Eu acho que ao usarmos o inglês para nos conectar com o mundo, acabamos atraindo muito a América do Norte e reforçando esse domínio que a América do Norte tem sobre o debate internacional, principalmente através da tecnologia.

Esse não é um problema muito brasileiro, já que vejo poucos brasileiros gravando material em inglês para alcançar o mundo, mas sim um problema mais europeu e indiano. Como vocês acham que é possível ultrapassar essa barreira no caso brasileiro?
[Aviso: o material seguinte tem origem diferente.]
//! Raw string table and source metadata.

use chrono::{DateTime, Utc};
use serde::{Deserialize, Serialize};
use sha2::{Digest, Sha256};

/// Metadata about a loaded data source.
#[derive(Debug, Clone, PartialEq, Serialize, Deserialize)]
pub struct SourceMetadata {
    /// File path or spreadsheet reference.
    pub location: String,
    /// SHA-256 hash of the raw contents.
    pub hash: String,
    /// Size of the raw contents in bytes.
    pub size_bytes: u64,
    /// Detected format (csv, tsv, sheet, ...).
    pub format: String,
    /// Encoding the contents were decoded with.
    pub encoding: String,
    /// Number of data rows (excluding header).
    pub row_count: usize,
    /// Number of columns.
    pub column_count: usize,
    /// When the source was read.
    pub loaded_at: DateTime<Utc>,
}

impl SourceMetadata {
    /// Create metadata for raw contents that have just been read.
    pub fn new(
        location: impl Into<String>,
        contents: &[u8],
        format: impl Into<String>,
        encoding: impl Into<String>,
        table: &RawTable,
    ) -> Self {
        Self {
            location: location.into(),
            hash: content_hash(contents),
            size_bytes: contents.len() as u64,
            format: format.into(),
            encoding: encoding.into(),
            row_count: table.row_count(),
            column_count: table.column_count(),
            loaded_at: Utc::now(),
        }
    }
}

/// Hash raw contents so reloads can tell whether the source changed.
pub fn content_hash(contents: &[u8]) -> String {
    let mut hasher = Sha256::new();
    hasher.update(contents);
    format!("sha256:{:x}", hasher.finalize())
}

/// Untyped tabular data exactly as read from a source.
#[derive(Debug, Clone, Default, PartialEq)]
pub struct RawTable {
    /// Column headers.
    pub headers: Vec<String>,
    /// Row data as strings (row-major order), each padded to the header width.
    pub rows: Vec<Vec<String>>,
}

impl RawTable {
    /// Create a raw table, padding or truncating rows to the header width.
    pub fn new(headers: Vec<String>, rows: Vec<Vec<String>>) -> Self {
        let width = headers.len();
        let rows = rows
            .into_iter()
            .map(|mut row| {
                row.resize(width, String::new());
                row
            })
            .collect();
        Self { headers, rows }
    }

    /// Build a raw table from a grid whose first row is the header.
    ///
    /// Fewer than two rows (no header, or a header with no data) yields an
    /// empty table.
    pub fn from_grid(mut grid: Vec<Vec<String>>) -> Self {
        if grid.len() < 2 {
            return Self::default();
        }
        let headers = grid.remove(0);
        Self::new(headers, grid)
    }

    /// Get the number of columns.
    pub fn column_count(&self) -> usize {
        self.headers.len()
    }

    /// Get the number of rows (excluding header).
    pub fn row_count(&self) -> usize {
        self.rows.len()
    }

    /// Get a column position by header name.
    pub fn column_index(&self, name: &str) -> Option<usize> {
        self.headers.iter().position(|h| h == name)
    }

    /// Get a specific cell value.
    pub fn get(&self, row: usize, col: usize) -> Option<&str> {
        self.rows.get(row).and_then(|r| r.get(col).map(|s| s.as_str()))
    }

    /// Check if a text value represents a missing/null value.
    pub fn is_null_value(value: &str) -> bool {
        let trimmed = value.trim();
        trimmed.is_empty()
            || trimmed.eq_ignore_ascii_case("na")
            || trimmed.eq_ignore_ascii_case("n/a")
            || trimmed.eq_ignore_ascii_case("#n/a")
            || trimmed.eq_ignore_ascii_case("nan")
            || trimmed.eq_ignore_ascii_case("null")
            || trimmed.eq_ignore_ascii_case("none")
    }
}
//! Summary command - print the metrics of a filtered view.

use colored::Colorize;
use jobdash::{handle_interaction, NoticeLevel, SessionState};

use super::load_table;
use crate::cli::{FilterArgs, Preset, SourceArgs};

pub fn run(
    source: SourceArgs,
    filters: FilterArgs,
    preset: Preset,
    json_output: bool,
    verbose: bool,
) -> Result<(), Box<dyn std::error::Error>> {
    let (table, metadata) = load_table(&source)?;

    let mut config = preset.config();
    config.filters = filters.options(config.filters);
    let session = SessionState {
        criteria: filters.criteria()?,
        renders: 0,
    };

    let (_, view) = handle_interaction(&config, &session, &table);

    if json_output {
        let summary = serde_json::json!({
            "source": metadata.location,
            "hash": metadata.hash,
            "total_rows": view.total_rows,
            "metrics": view.metrics,
            "notices": view.notices,
        });
        println!("{}", serde_json::to_string_pretty(&summary)?);
        return Ok(());
    }

    println!(
        "{} {}",
        "Summary for".cyan().bold(),
        metadata.location.white()
    );
    if verbose {
        println!(
            "  {} rows, {} columns, {} ({})",
            metadata.row_count, metadata.column_count, metadata.format, metadata.encoding
        );
        println!("  Hash: {}", metadata.hash);
    }
    println!();

    for notice in &view.notices {
        let label = match notice.level {
            NoticeLevel::Success => "Success:".green(),
            NoticeLevel::Warning => "Warning:".yellow(),
            NoticeLevel::Error => "Error:".red(),
        };
        println!("{} {}", label, notice.message);
    }

    if let Some(metrics) = &view.metrics {
        for card in &metrics.cards {
            println!("  {:<24} {}", format!("{}:", card.label), card.value.white().bold());
        }
        println!();
        println!(
            "Showing {} of {} rows",
            metrics.metrics.count.to_string().white().bold(),
            view.total_rows
        );
    }

    Ok(())
}
//! Application state for the web server.

use std::sync::Arc;
use tokio::sync::Mutex;

use jobdash::page::{self, PageConfig};
use jobdash::{Dashboard, DashboardView, Interaction};

use super::error::ApiError;

/// Shared application state.
#[derive(Clone)]
pub struct AppState {
    /// The dashboard; interactions run one at a time.
    pub dashboard: Arc<Mutex<Dashboard>>,
    /// Page configuration installed at startup.
    pub page: &'static PageConfig,
    pub subtitle: String,
}

impl AppState {
    /// Create new application state, installing the page configuration.
    pub fn new(dashboard: Dashboard) -> Self {
        let page = page::install(dashboard.config());
        let subtitle = dashboard.config().subtitle.clone();
        Self {
            dashboard: Arc::new(Mutex::new(dashboard)),
            page,
            subtitle,
        }
    }

    /// Run one interaction off the async executor.
    ///
    /// Loading and write-back do blocking I/O.
    pub async fn interact(&self, interaction: Interaction) -> Result<DashboardView, ApiError> {
        let dashboard = Arc::clone(&self.dashboard);
        tokio::task::spawn_blocking(move || dashboard.blocking_lock().interact(interaction))
            .await
            .map_err(|e| ApiError::Internal(format!("Interaction failed: {}", e)))
    }
}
Gravar em espanhol afastaria os brasileiros do conteúdo, mas mesmo assim é necessária uma integração com a América Latina.

Como desfazer a posse que o inglês e a América do Norte tem sobre a cultura mundial (e da Internet)? Estou cansado das mesmas gírias e debates tão particularmente estadunidenses. Aprendi inglês para me comunicar com o mundo e hoje conheço a maioria das capitais dos EUA, mas tão pouco sobre o resto da América.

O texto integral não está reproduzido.